■ Work instruction ■
Below is a listing. Quote from it, exactly, the lines from the one containing "const COVER_UPLOADS_PER_FRAME: usize = 4;" down to the one containing "app.apply_style(&cc.egui_ctx);", both ends included, and nothing else.

■ Supplied data ■
use std::sync::Arc;
use std::sync::mpsc::{Receiver, Sender, channel};

use animeviewer_core::{JikanClient, Route, fetch_detail, load_catalog};
use eframe::egui;
use tracing::{error, info, warn};

mod app_state;
mod config;
mod detail_panel;
mod i18n;
mod icon;
mod images;
mod listing_panel;
mod logger;
mod models;
mod ui_helpers;

use app_state::{AppState, Effect, Msg};
use detail_panel::{DetailAction, render_detail, render_not_found};
use images::CoverCache;
use listing_panel::{ListingAction, render_listing};
use models::{Config, Language, Theme};
use ui_helpers::{ToastKind, Toasts, UiContext, apply_font_scale, render_logo};

/// Decoded covers turned into textures per frame.
const COVER_UPLOADS_PER_FRAME: usize = 4;

#[tokio::main]
async fn main() -> Result<(), eframe::Error> {
    logger::init_logging();
    let config = config::load_or_default();
    info!(base_url = %config.api_base_url, log = %logger::log_path().display(), "starting AnimeViewer");

    let client = match JikanClient::new(&config.api_base_url) {
        Ok(c) => Arc::new(c),
        Err(e) => {
            error!(error = %e, "could not build the HTTP client");
            return Ok(());
        }
    };
    // Optional start path, e.g. `animeviewer /anime/20`
    let start = std::env::args().nth(1).map(|p| Route::parse(&p)).unwrap_or_default();

    let viewport = egui::ViewportBuilder::default()
        .with_inner_size([1280.0, 860.0])
        .with_min_inner_size([640.0, 480.0])
        .with_icon(icon::generate_icon(256));
    let options = eframe::NativeOptions {
        viewport,
        ..Default::default()
    };
    eframe::run_native(
        "AnimeViewer",
        options,
        Box::new(move |cc| Box::new(AnimeViewer::new(cc, config, client, start))),
    )
}

struct AnimeViewer {
    config: Config,
    ui_ctx: UiContext,
    state: AppState,
    client: Arc<JikanClient>,
    covers: CoverCache,
    tx: Sender<Msg>,
    rx: Receiver<Msg>,
    toasts: Toasts,
    settings_draft: Option<Config>,
    style_applied: bool,
}

impl AnimeViewer {
    fn new(cc: &eframe::CreationContext<'_>, config: Config, client: Arc<JikanClient>, start: Route) -> Self {
        let (tx, rx) = channel();
        let ui_ctx = UiContext { language: config.language, theme: config.theme };
        let mut app = Self {
            covers: CoverCache::new(config.cover_parallel as usize, tx.clone()),
            config,
            ui_ctx,
            state: AppState::default(),
            client,
            tx,
            rx,
            toasts: Toasts::default(),
            settings_draft: None,
            style_applied: false,
        };
        app.apply_style(&cc.egui_ctx);
        if let Some(effect) = app.state.boot(start) {
            app.spawn_effect(effect, &cc.egui_ctx);
        }
        app
    }

    fn apply_style(&mut self, ctx: &egui::Context) {
        // Font scale resets the whole style, so visuals go on top of it.
        apply_font_scale(ctx, self.config.font_scale);
        self.ui_ctx.apply_visuals(ctx);
        self.style_applied = true;
    }

    fn spawn_effect(&self, effect: Effect, ctx: &egui::Context) {
        let client = Arc::clone(&self.client);
        let tx = self.tx.clone();
        let ctx = ctx.clone();
        let opts = self.config.loader_options();
        tokio::spawn(async move {
            let msg = match effect {
                Effect::LoadCatalog(ticket) => Msg::CatalogLoaded {
                    ticket,
                    result: load_catalog(client.as_ref(), &opts).await,
                },
                Effect::LoadDetail(ticket) => Msg::DetailLoaded {
                    ticket,
                    result: fetch_detail(client.as_ref(), ticket.key).await,
                },
            };
            let _ = tx.send(msg);
            ctx.request_repaint();
        });
    }

    fn navigate(&mut self, route: Route, ctx: &egui::Context) {
        if let Some(effect) = self.state.navigate(route) {
            self.spawn_effect(effect, ctx);
        }
        ctx.send_viewport_cmd(egui::ViewportCommand::Title(format!("AnimeViewer {}", self.state.route())));
    }

    fn drain_messages(&mut self) {
        while let Ok(msg) = self.rx.try_recv() {
            match msg {
                Msg::CoverDecoded(cover) => self.covers.on_decoded(cover),
                Msg::CoverFailed { url } => self.covers.on_failed(&url),
                other => {
                    let fetch_key = match self.state.route() {
                        Route::Listing => "catalog_error",
                        _ => "detail_error",
                    };
                    if let Some(failure) = self.state.apply(other) {
                        let title = i18n::failure_title(&failure, fetch_key, self.ui_ctx.language);
                        self.toasts.push(ToastKind::Error, format!("{}: {}", title, failure.message));
                    }
                }
            }
        }
    }

    fn render_header(&mut self, ctx: &egui::Context) -> Option<Route> {
        let mut nav = None;
        let mut query_changed = false;
        let cx = self.ui_ctx;
        egui::TopBottomPanel::top("header").show(ctx, |ui| {
            ui.add_space(6.0);
            ui.horizontal(|ui| {
                if render_logo(ui).clicked() {
                    nav = Some(Route::Listing);
                }
                ui.add_space(16.0);
                if self.state.route() == Route::Listing {
                    let resp = ui.add(
                        egui::TextEdit::singleline(&mut self.state.search_input)
                            .hint_text(cx.t("search_placeholder"))
                            .desired_width(320.0),
                    );
                    let submitted = resp.lost_focus() && ui.input(|i| i.key_pressed(egui::Key::Enter));
                    if resp.changed() || submitted {
                        query_changed = true;
                    }
                }
                ui.with_layout(egui::Layout::right_to_left(egui::Align::Center), |ui| {
                    if ui.button(cx.t("settings")).clicked() && self.settings_draft.is_none() {
                        self.settings_draft = Some(self.config.clone());
                    }
                    if ui.button(cx.t("home")).clicked() {
                        nav = Some(Route::Listing);
                    }
                });
            });
            ui.add_space(6.0);
        });
        if query_changed {
            let query = self.state.search_input.clone();
            self.state.set_query(&query);
        }
        nav
    }

    fn handle_detail_action(&mut self, action: DetailAction) -> Option<Route> {
        match action {
            DetailAction::Back => return Some(Route::Listing),
            DetailAction::OpenExternal(url) => {
                if let Err(e) = webbrowser::open(&url) {
                    warn!(url = %url, error = %e, "could not open browser");
                    self.toasts.push(ToastKind::Warning, self.ui_ctx.t("browser_failed"));
                }
            }
            DetailAction::CopyLink(url) => {
                match arboard::Clipboard::new().and_then(|mut c| c.set_text(url)) {
                    Ok(()) => self.toasts.push(ToastKind::Success, self.ui_ctx.t("link_copied")),
                    Err(e) => {
                        warn!(error = %e, "clipboard unavailable");
                        self.toasts.push(ToastKind::Warning, self.ui_ctx.t("clipboard_unavailable"));
                    }
                }
            }
        }
        None
    }

    fn render_settings(&mut self, ctx: &egui::Context) {
        let Some(mut draft) = self.settings_draft.take() else { return };
        let cx = self.ui_ctx;
        let mut open = true;
        let mut save = false;
        let mut cancel = false;

        egui::Window::new(cx.t("settings"))
            .collapsible(false)
            .resizable(false)
            .anchor(egui::Align2::CENTER_CENTER, egui::vec2(0.0, 0.0))
            .open(&mut open)
            .show(ctx, |ui| {
                egui::Grid::new("settings_grid")
                    .num_columns(2)
                    .spacing(egui::vec2(12.0, 8.0))
                    .show(ui, |ui| {
                        ui.label(cx.t("language"));
                        egui::ComboBox::from_id_source("settings_language")
                            .selected_text(draft.language.display_name())
                            .show_ui(ui, |ui| {
                                for lang in [Language::English, Language::Portuguese] {
                                    ui.selectable_value(&mut draft.language, lang, lang.display_name());
                                }
                            });
                        ui.end_row();

                        ui.label(cx.t("theme"));
                        ui.horizontal(|ui| {
                            ui.radio_value(&mut draft.theme, Theme::Dark, cx.t("theme_dark"));
                            ui.radio_value(&mut draft.theme, Theme::Light, cx.t("theme_light"));
                        });
                        ui.end_row();

                        ui.label(cx.t("font_scale"));
                        ui.add(egui::Slider::new(&mut draft.font_scale, 0.6..=2.0).step_by(0.05));
                        ui.end_row();
                    });
                ui.separator();
                ui.horizontal(|ui| {
                    if ui.button(cx.t("save")).clicked() {
                        save = true;
                    }
                    if ui.button(cx.t("cancel")).clicked() {
                        cancel = true;
                    }
                });
            });

        if save {
            match config::save_config(&draft) {
                Ok(()) => {
                    info!(path = %config::config_file_path().display(), "settings saved");
                    self.config = draft;
                    self.ui_ctx = UiContext { language: self.config.language, theme: self.config.theme };
                    self.style_applied = false;
                    self.toasts.push(ToastKind::Info, self.ui_ctx.t("settings_saved"));
                }
                Err(e) => {
                    error!(error = %e, "could not save settings");
                    self.toasts.push(ToastKind::Error, format!("{}: {}", cx.t("settings_save_failed"), e));
                    self.settings_draft = Some(draft);
                }
            }
        } else if open && !cancel {
            self.settings_draft = Some(draft);
        }
    }
}

impl eframe::App for AnimeViewer {
    fn update(&mut self, ctx: &egui::Context, _frame: &mut eframe::Frame) {
        if !self.style_applied {
            self.apply_style(ctx);
        }
        self.drain_messages();
        if self.covers.upload_pending(ctx, COVER_UPLOADS_PER_FRAME) > 0 {
            ctx.request_repaint();
        }

        let mut nav = self.render_header(ctx);

        let cx = self.ui_ctx;
        let route = self.state.route();
        let mut listing_action = None;
        let mut detail_action = None;
        egui::CentralPanel::default().show(ctx, |ui| {
            egui::ScrollArea::vertical()
                .id_source(route.path())
                .auto_shrink([false; 2])
                .show(ui, |ui| match route {
                    Route::Listing => {
                        listing_action = render_listing(ui, &cx, &self.state.listing, &mut self.covers);
                    }
                    Route::Detail(_) => {
                        detail_action = render_detail(ui, &cx, self.state.detail.state(), &mut self.covers);
                    }
                    Route::NotFound => {
                        if render_not_found(ui, &cx) {
                            nav = Some(Route::Listing);
                        }
                    }
                });
        });

        match listing_action {
            Some(ListingAction::Open(id)) => nav = Some(Route::detail(id)),
            Some(ListingAction::ShowAll) => self.state.clear_query(),
            None => {}
        }
        if let Some(action) = detail_action {
            if let Some(route) = self.handle_detail_action(action) {
                nav = Some(route);
            }
        }
        if let Some(route) = nav {
            self.navigate(route, ctx);
        }

        self.toasts.show(ctx);
        self.render_settings(ctx);
    }
}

■ Result for this task ■
const COVER_UPLOADS_PER_FRAME: usize = 4;

#[tokio::main]
async fn main() -> Result<(), eframe::Error> {
    logger::init_logging();
    let config = config::load_or_default();
    info!(base_url = %config.api_base_url, log = %logger::log_path().display(), "starting AnimeViewer");

    let client = match JikanClient::new(&config.api_base_url) {
        Ok(c) => Arc::new(c),
        Err(e) => {
            error!(error = %e, "could not build the HTTP client");
            return Ok(());
        }
    };
    // Optional start path, e.g. `animeviewer /anime/20`
    let start = std::env::args().nth(1).map(|p| Route::parse(&p)).unwrap_or_default();

    let viewport = egui::ViewportBuilder::default()
        .with_inner_size([1280.0, 860.0])
        .with_min_inner_size([640.0, 480.0])
        .with_icon(icon::generate_icon(256));
    let options = eframe::NativeOptions {
        viewport,
        ..Default::default()
    };
    eframe::run_native(
        "AnimeViewer",
        options,
        Box::new(move |cc| Box::new(AnimeViewer::new(cc, config, client, start))),
    )
}

struct AnimeViewer {
    config: Config,
    ui_ctx: UiContext,
    state: AppState,
    client: Arc<JikanClient>,
    covers: CoverCache,
    tx: Sender<Msg>,
    rx: Receiver<Msg>,
    toasts: Toasts,
    settings_draft: Option<Config>,
    style_applied: bool,
}

impl AnimeViewer {
    fn new(cc: &eframe::CreationContext<'_>, config: Config, client: Arc<JikanClient>, start: Route) -> Self {
        let (tx, rx) = channel();
        let ui_ctx = UiContext { language: config.language, theme: config.theme };
        let mut app = Self {
            covers: CoverCache::new(config.cover_parallel as usize, tx.clone()),
            config,
            ui_ctx,
            state: AppState::default(),
            client,
            tx,
            rx,
            toasts: Toasts::default(),
            settings_draft: None,
            style_applied: false,
        };
        app.apply_style(&cc.egui_ctx);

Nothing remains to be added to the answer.